The first is the position as of today. The second is the position in
the period ahead.

As of today: our defensive shield comprehends a vast complex of
ground, sea, and air units, superbly equipped and strategically
deployed around the world. The most powerful deterrent to war in the
world today lies in the retaliatory power of our Strategic Air
Command and the aircraft of our Navy. They present to any potential
attacker who would unleash war upon the world the prospect of virtual
annihilation of his own country. Even if we assume a surprise attack
on our bases, with a marked reduction in our striking power, our
bombers would immediately be on their way in sufficient strength to
accomplish this mission of retaliation. Every informed government
knows this. It is no secret.

Since the Korean Armistice, the American people have spent $225
billion in maintaining and strengthening this overall defensive
shield.

This is the position as of today.

Now as to the period ahead: Every part of our military establishment
must and will be equipped to do its defensive job with the most
modern weapons and methods. But it is particularly important to our
planning that we make a candid estimate of the effect of long-range
ballistic missiles on the present deterrent power I have described.

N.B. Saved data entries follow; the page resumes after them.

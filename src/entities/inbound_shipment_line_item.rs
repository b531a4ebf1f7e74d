use async_trait::async_trait;
use chrono::{DateTime, Utc};
use sea_orm::entity::prelude::*;
use sea_orm::{ActiveModelBehavior, ActiveValue, Set};
use serde::{Deserialize, Serialize};
use uuid::Uuid;

#[derive(Clone, Debug, PartialEq, Eq, DeriveEntityModel, Serialize, Deserialize)]
#[sea_orm(table_name = "inbound_shipment_line_items")]
pub struct Model {
    #[sea_orm(primary_key, auto_increment = false)]
    pub id: Uuid,
    pub inbound_shipment_id: Uuid,
    pub product_id: Uuid,
    pub sku: Option<String>,
    pub product_name: Option<String>,
    /// Expected units
    pub quantity: i32,
    /// `None` until the warehouse submits a count
    pub counted_quantity: Option<i32>,
    pub date_counted: Option<DateTime<Utc>>,
    pub created_at: DateTime<Utc>,
}

#[derive(Copy, Clone, Debug, EnumIter, DeriveRelation)]
pub enum Relation {
    #[sea_orm(
        belongs_to = "super::inbound_shipment::Entity",
        from = "Column::InboundShipmentId",
        to = "super::inbound_shipment::Column::Id"
    )]
    InboundShipment,
}

impl Related<super::inbound_shipment::Entity> for Entity {
    fn to() -> RelationDef {
        Relation::InboundShipment.def()
    }
}

#[async_trait]
impl ActiveModelBehavior for ActiveModel {
    async fn before_save<C: ConnectionTrait>(self, _db: &C, _insert: bool) -> Result<Self, DbErr>
    where
        C: ConnectionTrait,
    {
        let mut active_model = self;
        if let ActiveValue::NotSet = active_model.created_at {
            active_model.created_at = Set(Utc::now());
        }
        Ok(active_model)
    }
}
use async_trait::async_trait;
use chrono::{DateTime, Utc};
use sea_orm::entity::prelude::*;
use sea_orm::{ActiveModelBehavior, ActiveValue, Set};
use serde::{Deserialize, Serialize};
use uuid::Uuid;

/// Line items named here are dropped before SKU resolution (inserts, gift notes,
/// shipping protection and similar non-physical lines).
#[derive(Clone, Debug, PartialEq, Eq, DeriveEntityModel, Serialize, Deserialize)]
#[sea_orm(table_name = "line_items_to_skip")]
pub struct Model {
    #[sea_orm(primary_key, auto_increment = false)]
    pub id: Uuid,
    /// `None` applies to orders that carry no brand (house marketplace stores)
    pub brand_id: Option<String>,
    pub name: String,
    pub created_at: DateTime<Utc>,
}

#[derive(Copy, Clone, Debug, EnumIter, DeriveRelation)]
pub enum Relation {}

#[async_trait]
impl ActiveModelBehavior for ActiveModel {
    async fn before_save<C: ConnectionTrait>(self, _db: &C, _insert: bool) -> Result<Self, DbErr>
    where
        C: ConnectionTrait,
    {
        let mut active_model = self;
        if let ActiveValue::NotSet = active_model.created_at {
            active_model.created_at = Set(Utc::now());
        }
        Ok(active_model)
    }
}
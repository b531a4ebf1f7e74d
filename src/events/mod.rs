//! Durable side effects that must survive a crash after the order commits.

use crate::integrations::shipstation::CreateOrderRequest;
use serde::{Deserialize, Serialize};
use uuid::Uuid;

pub mod outbox;

/// Event type for orders that must be created on the shipping platform.
pub const ORDER_MIRROR_EVENT: &str = "shipping.order.mirror";

/// Events written to the outbox alongside the change that caused them.
#[derive(Debug, Clone, Serialize, Deserialize)]
pub enum OutboundEvent {
    /// Create the order on the shipping platform so the warehouse can ship it
    MirrorOrder {
        order_id: Uuid,
        request: CreateOrderRequest,
    },
}

impl OutboundEvent {
    pub fn event_type(&self) -> &'static str {
        match self {
            OutboundEvent::MirrorOrder { .. } => ORDER_MIRROR_EVENT,
        }
    }

    pub fn aggregate(&self) -> (&'static str, Option<Uuid>) {
        match self {
            OutboundEvent::MirrorOrder { order_id, .. } => ("order", Some(*order_id)),
        }
    }
}
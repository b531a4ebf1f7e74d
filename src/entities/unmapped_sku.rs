use async_trait::async_trait;
use chrono::{DateTime, Utc};
use sea_orm::entity::prelude::*;
use sea_orm::{ActiveModelBehavior, ActiveValue, Set};
use serde::{Deserialize, Serialize};
use uuid::Uuid;

#[derive(Clone, Debug, PartialEq, Eq, DeriveEntityModel, Serialize, Deserialize)]
#[sea_orm(table_name = "unmapped_skus")]
pub struct Model {
    #[sea_orm(primary_key, auto_increment = false)]
    pub id: Uuid,
    pub sku: Option<String>,
    pub brand_id: Option<String>,
    pub brand_name: Option<String>,
    pub order_number: String,
    pub quantity: i32,
    /// Store or channel the order arrived from
    pub source: Option<String>,
    pub product_name: Option<String>,
    pub image_url: Option<String>,
    pub created_at: DateTime<Utc>,
}

#[derive(Copy, Clone, Debug, EnumIter, DeriveRelation)]
pub enum Relation {}

#[async_trait]
impl ActiveModelBehavior for ActiveModel {
    async fn before_save<C: ConnectionTrait>(self, _db: &C, _insert: bool) -> Result<Self, DbErr>
    where
        C: ConnectionTrait,
    {
        let mut active_model = self;
        if let ActiveValue::NotSet = active_model.created_at {
            active_model.created_at = Set(Utc::now());
        }
        Ok(active_model)
    }
}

At this moment, the consensus of opinion is that we are probably
somewhat behind the Soviets in some areas of long-range ballistic
missile development. But it is my conviction, based on close study of
all relevant intelligence, that if we make the necessary effort, we
will have the missiles, in the needed quantity and in time, to
sustain and strengthen the deterrent power of our increasingly
efficient bombers. One encouraging fact evidencing this ability is
the rate of progress we have achieved since we began to concentrate
on these missiles.

The intermediate ballistic missiles, Thor and Jupiter, have already
been ordered into production. The parallel progress in the
intercontinental ballistic missile effort will be advanced by our
plans for acceleration. The development of the submarine-based
Polaris missile system has progressed so well that its future
procurement schedules are being moved forward markedly.

When it is remembered that our country has concentrated on the
development of ballistic missiles for only about a third as long as
the Soviets, these achievements show a rate of progress that speaks
for itself. Only a brief time back, we were spending at the rate of
only about one million dollars a year on long range ballistic
missiles. In 1957 we spent more than one billion dollars on the
Atlas, Titan, Thor, Jupiter, and Polaris programs alone.

But I repeat, gratifying though this rate of progress is, we must
still do more!

Our real problem, then, is not our strength today; it is rather the
vital necessity of action today to ensure our strength tomorrow.

What I have just said applies to our strength as a single country.
But we are not alone. I have returned from the recent NATO meeting
with renewed conviction that, because we are a part of a world-wide
community of free and peaceful nations, our own security is
immeasurably increased.

By contrast, the Soviet Union has surrounded itself with captive and
sullen nations. Like a crack in the crust of an uneasily sleeping
volcano, the Hungarian uprising revealed the depth and intensity of
the patriotic longing for liberty that still burns within these
countries.

The world thinks of us as a country which is strong, but which will
never start a war. The world also thinks of us as a land which has
never enslaved anyone and which is animated by humane ideals. This
friendship, based on common ideals, is one of our greatest sources of
strength.

It cements into a cohesive security arrangement the aggregate of the
spiritual, military and economic strength of all those nations which,
with us, are allied by treaties and agreements.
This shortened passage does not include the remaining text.